O 15 de novembro seguiu como data oficial de posse até 1930. Naquele ano, em plena crise econômica da Grande Depressão, os estados de Pernambuco, Paraíba, Rio de Janeiro e Rio Grande do Sul formaram uma aliança - chamada Aliança Liberal - para enfrentar o domínio paulista na política nacional. Eles lançaram Getúlio Vargas para enfrentar o candidato de São Paulo, Júlio Prestes, que ainda assim foi eleito. No entanto, após o assassinato do candidato a vice de Vargas, a Aliança Liberal, com apoio dos militares, depôs o então presidente Washington Luís e impediu a posse de Prestes. Vargas chegou ao poder em 24 de outubro e ficaria entrincheirado ali até 1945. Não houve cerimônia de posse no 15 de novembro - nem em outro momento.

O fim do Estado Novo e a ditadura militar

Jânio Quadros foi o último presidente a tomar posse em um 31 de janeiro, como estabelecido pelo Constituição de 1946
Jânio Quadros foi o último presidente a tomar posse em um 31 de janeiro, como estabelecido pelo Constituição de 1946 (Foto: Arquivo Nacional)

Após o fim do Estado Novo comandado por Vargas, a Constituição de 1946 estabeleceu um mandato de cinco anos para presidente, com eleição no dia 3 de outubro e posse no dia 31 de janeiro. Assim foi até a eleição de Jânio Quadros em 1961, o último a assumir em um dia 31. Após os acontecimentos que levaram seu vice, João Goulart, ao poder, o golpe militar de 1964 fez com que Humberto Castelo Branco usurpasse a cadeira presidencial e fosse oficializado líder do país em um 15 de abril.

A Constituição de 1967 outorgada por Castelo Branco estabeleceu, por sua vez, o 15 de março como data oficial de posse. E assim foi até o fim do período ditatorial.

Nova República

A Constituição de 1988 estabeleceu o dia 1º de janeiro como a data de posse do presidente e do vice-presidente da República, assim como a dos governadores e seus vices, já que são todos eleitos no mesmo ano. Nos municípios, embora as eleições ocorram em anos distintos das esferas estaduais e federal, o 1º de janeiro também ficou como dia da posse dos gestores eleitos. Foi a primeira vez que a posse dos três cargos do Poder Executivo brasileiro - presidente, governador e prefeito - acabaram no mesmo dia oficial, embora em anos distintos.

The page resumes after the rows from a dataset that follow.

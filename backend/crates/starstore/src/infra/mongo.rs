//! MongoDB Repository Implementations

use crate::domain::entities::{History, Product, Purchase};
use crate::domain::repository::{HistoryRepository, ProductRepository, PurchaseRepository};
use crate::error::{StoreError, StoreResult};
use futures::TryStreamExt;
use kernel::id::PurchaseId;
use mongodb::bson::doc;
use mongodb::{Collection, Database};
use serde::{Deserialize, Serialize};
use uuid::Uuid;

// Collection names follow the original deployment's pluralized models
const PURCHASES: &str = "purchases";
const HISTORIES: &str = "histories";
const PRODUCTS: &str = "products";

/// MongoDB-backed repository
#[derive(Clone)]
pub struct MongoStoreRepository {
    purchases: Collection<PurchaseDocument>,
    histories: Collection<HistoryDocument>,
    products: Collection<ProductDocument>,
}

impl MongoStoreRepository {
    pub fn new(db: &Database) -> Self {
        Self {
            purchases: db.collection(PURCHASES),
            histories: db.collection(HISTORIES),
            products: db.collection(PRODUCTS),
        }
    }
}

impl PurchaseRepository for MongoStoreRepository {
    async fn create(&self, purchase: &Purchase) -> StoreResult<()> {
        self.purchases
            .insert_one(PurchaseDocument::from(purchase))
            .await?;

        tracing::info!(
            purchase_id = %purchase.purchase_id,
            "Purchase document inserted"
        );

        Ok(())
    }
}

impl HistoryRepository for MongoStoreRepository {
    async fn create(&self, history: &History) -> StoreResult<()> {
        self.histories
            .insert_one(HistoryDocument::from(history))
            .await?;

        tracing::info!(
            purchase_id = %history.purchase_id,
            "History document inserted"
        );

        Ok(())
    }

    async fn list_all(&self) -> StoreResult<Vec<History>> {
        let mut cursor = self.histories.find(doc! {}).await?;

        let mut records = Vec::new();
        while let Some(document) = cursor.try_next().await? {
            records.push(document.into_history()?);
        }
        Ok(records)
    }

    async fn list_by_client(&self, client_id: &str) -> StoreResult<Vec<History>> {
        let mut cursor = self
            .histories
            .find(doc! { "client_id": client_id })
            .await?;

        let mut records = Vec::new();
        while let Some(document) = cursor.try_next().await? {
            records.push(document.into_history()?);
        }
        Ok(records)
    }
}

impl ProductRepository for MongoStoreRepository {
    async fn create(&self, product: &Product) -> StoreResult<()> {
        self.products
            .insert_one(ProductDocument::from(product))
            .await?;

        tracing::info!(title = %product.title, "Product document inserted");

        Ok(())
    }

    async fn list_all(&self) -> StoreResult<Vec<Product>> {
        let mut cursor = self.products.find(doc! {}).await?;

        let mut products = Vec::new();
        while let Some(document) = cursor.try_next().await? {
            products.push(document.into_product());
        }
        Ok(products)
    }
}

// ============================================================================
// Document types (wire shape of the collections)
// ============================================================================

#[derive(Debug, Serialize, Deserialize)]
struct CreditCardDocument {
    card_number: String,
    card_holder_name: String,
    value: f64,
    cvv: i32,
    exp_date: String,
}

#[derive(Debug, Serialize, Deserialize)]
struct PurchaseDocument {
    client_id: String,
    purchase_id: String,
    client_name: String,
    total_to_pay: f64,
    credit_card: CreditCardDocument,
}

impl From<&Purchase> for PurchaseDocument {
    fn from(purchase: &Purchase) -> Self {
        Self {
            client_id: purchase.client_id.clone(),
            purchase_id: purchase.purchase_id.to_string(),
            client_name: purchase.client_name.clone(),
            total_to_pay: purchase.total_to_pay,
            credit_card: CreditCardDocument {
                card_number: purchase.credit_card.card_number.as_str().to_string(),
                card_holder_name: purchase.credit_card.card_holder_name.clone(),
                value: purchase.credit_card.value,
                cvv: purchase.credit_card.cvv,
                exp_date: purchase.credit_card.exp_date.clone(),
            },
        }
    }
}

#[derive(Debug, Serialize, Deserialize)]
struct HistoryDocument {
    client_id: String,
    purchase_id: String,
    value: f64,
    date: String,
    card_number: String,
}

impl From<&History> for HistoryDocument {
    fn from(history: &History) -> Self {
        Self {
            client_id: history.client_id.clone(),
            purchase_id: history.purchase_id.to_string(),
            value: history.value,
            date: history.date.clone(),
            card_number: history.card_number.clone(),
        }
    }
}

impl HistoryDocument {
    fn into_history(self) -> StoreResult<History> {
        let purchase_id = Uuid::parse_str(&self.purchase_id)
            .map(PurchaseId::from_uuid)
            .map_err(|e| {
                StoreError::Internal(format!("Malformed purchase_id in history document: {}", e))
            })?;

        Ok(History {
            client_id: self.client_id,
            purchase_id,
            value: self.value,
            date: self.date,
            card_number: self.card_number,
        })
    }
}

#[derive(Debug, Serialize, Deserialize)]
struct ProductDocument {
    title: String,
    price: f64,
    zipcode: String,
    seller: String,
    #[serde(rename = "thumbnailHd")]
    thumbnail_hd: String,
    date: String,
}

impl From<&Product> for ProductDocument {
    fn from(product: &Product) -> Self {
        Self {
            title: product.title.clone(),
            price: product.price,
            zipcode: product.zipcode.clone(),
            seller: product.seller.clone(),
            thumbnail_hd: product.thumbnail_hd.clone(),
            date: product.date.clone(),
        }
    }
}

impl ProductDocument {
    fn into_product(self) -> Product {
        Product {
            title: self.title,
            price: self.price,
            zipcode: self.zipcode,
            seller: self.seller,
            thumbnail_hd: self.thumbnail_hd,
            date: self.date,
        }
    }
}
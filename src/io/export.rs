//! Export a shear profile to CSV.
//!
//! The export is meant to be easy to consume in spreadsheets or downstream scripts.

use std::fs::File;
use std::io::Write;
use std::path::Path;

use crate::domain::ShearProfile;
use crate::error::AppError;

/// Write one row per radius sample.
pub fn write_profile_csv(path: &Path, profile: &ShearProfile) -> Result<(), AppError> {
    let mut file = File::create(path)
        .map_err(|e| AppError::io(format!("Failed to create export CSV '{}': {e}", path.display())))?;
    write_profile_rows(&mut file, profile)
}

/// Write the CSV rows to any writer.
pub fn write_profile_rows<W: Write>(out: &mut W, profile: &ShearProfile) -> Result<(), AppError> {
    writeln!(out, "radius_kpc,drag_m_s2,normalized_shear,in_rupture_zone")
        .map_err(|e| AppError::io(format!("Failed to write export CSV header: {e}")))?;

    for s in &profile.samples {
        let in_zone = s.normalized_shear >= profile.threshold;
        writeln!(
            out,
            "{:.6},{:.10e},{:.6},{}",
            s.radius_kpc, s.drag, s.normalized_shear, in_zone
        )
        .map_err(|e| AppError::io(format!("Failed to write export CSV row: {e}")))?;
    }

    Ok(())
}
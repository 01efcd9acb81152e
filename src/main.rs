use std::process::ExitCode;

fn main() -> ExitCode {
    match trr_fit::app::run() {
        Ok(()) => ExitCode::SUCCESS,
        Err(err) => {
            eprintln!("{err}");
            ExitCode::from(err.exit_code())
        }
    }
}
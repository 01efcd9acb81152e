//! Parameter grid generation.
//!
//! Every fit is a deterministic brute-force walk over a small grid. Grids are
//! inclusive of both ends and ordered ascending, so "first seen wins" tie
//! breaking in the search means "smallest parameter wins".

use crate::domain::GridRange;
use crate::error::AppError;

/// Slack when deciding whether `max` is reached by a whole number of steps.
const STEP_EPS: f64 = 1e-9;

/// Largest grid a single search may walk.
pub const MAX_GRID_POINTS: usize = 1_000_000;

/// Inclusive linear grid from `min` to `max` with spacing `step`.
///
/// When `1/step` is a whole number the values are built as `k / (1/step)`, so a
/// 0.01 grid lands on exactly the same doubles as `k / 100.0`.
pub fn linear_grid(min: f64, max: f64, step: f64) -> Result<Vec<f64>, AppError> {
    if !(min.is_finite() && max.is_finite() && max >= min) {
        return Err(AppError::invalid_input(format!(
            "Invalid grid range: min={min}, max={max} (must be finite and max>=min)."
        )));
    }
    if !(step.is_finite() && step > 0.0) {
        return Err(AppError::invalid_input(format!("Grid step must be finite and > 0, got {step}.")));
    }

    // Counted in f64 first: a tiny step would saturate the integer cast.
    let intervals = ((max - min) / step + STEP_EPS).floor();
    if !(intervals < MAX_GRID_POINTS as f64) {
        return Err(AppError::invalid_input(format!(
            "Grid [{min}, {max}] with step {step} exceeds {MAX_GRID_POINTS} points; use a coarser step."
        )));
    }
    let count = intervals as usize + 1;

    let inv = 1.0 / step;
    if (inv - inv.round()).abs() < STEP_EPS * inv.max(1.0) {
        let denom = inv.round();
        let k0 = (min * denom).round();
        if (k0 / denom - min).abs() < STEP_EPS {
            return Ok((0..count).map(|i| (k0 + i as f64) / denom).collect());
        }
    }

    Ok((0..count).map(|i| min + step * i as f64).collect())
}

/// Grid for a [`GridRange`].
pub fn range_grid(range: &GridRange) -> Result<Vec<f64>, AppError> {
    linear_grid(range.min, range.max, range.step)
}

Ainda assim, o primeiro presidente pós-ditadura eleito pelo voto popular, Fernando Collor, somente tomou posse no 15 de março, por previsão da legislação que regeu a transição do governo de José Sarney - eleito indiretamente na chapa com Tancredo Neves - para Collor. A Constituição havia previsto um mandato de cinco anos na Presidência sem possibilidade de reeleição. No entanto, em 1994, uma emenda constitucional reduziu o mandato presidencial para 4 anos, ainda sem possibilidade de reeleição.

Fernando Henrique Cardoso foi o primeiro presidente brasileiro a tomar posse em um 1º de janeiro, o 1º de janeiro de 1995 - e desde então, todos os eleitos assim o têm feito. Em 1997, FHC patrocinou a emenda constitucional que permitia a reeleição em mais um mandato de 4 anos por períodos subsequentes, o que também beneficiou todos os presidentes eleitos desde então.

Governadores e prefeitos sempre seguiram a data da posse presidencial?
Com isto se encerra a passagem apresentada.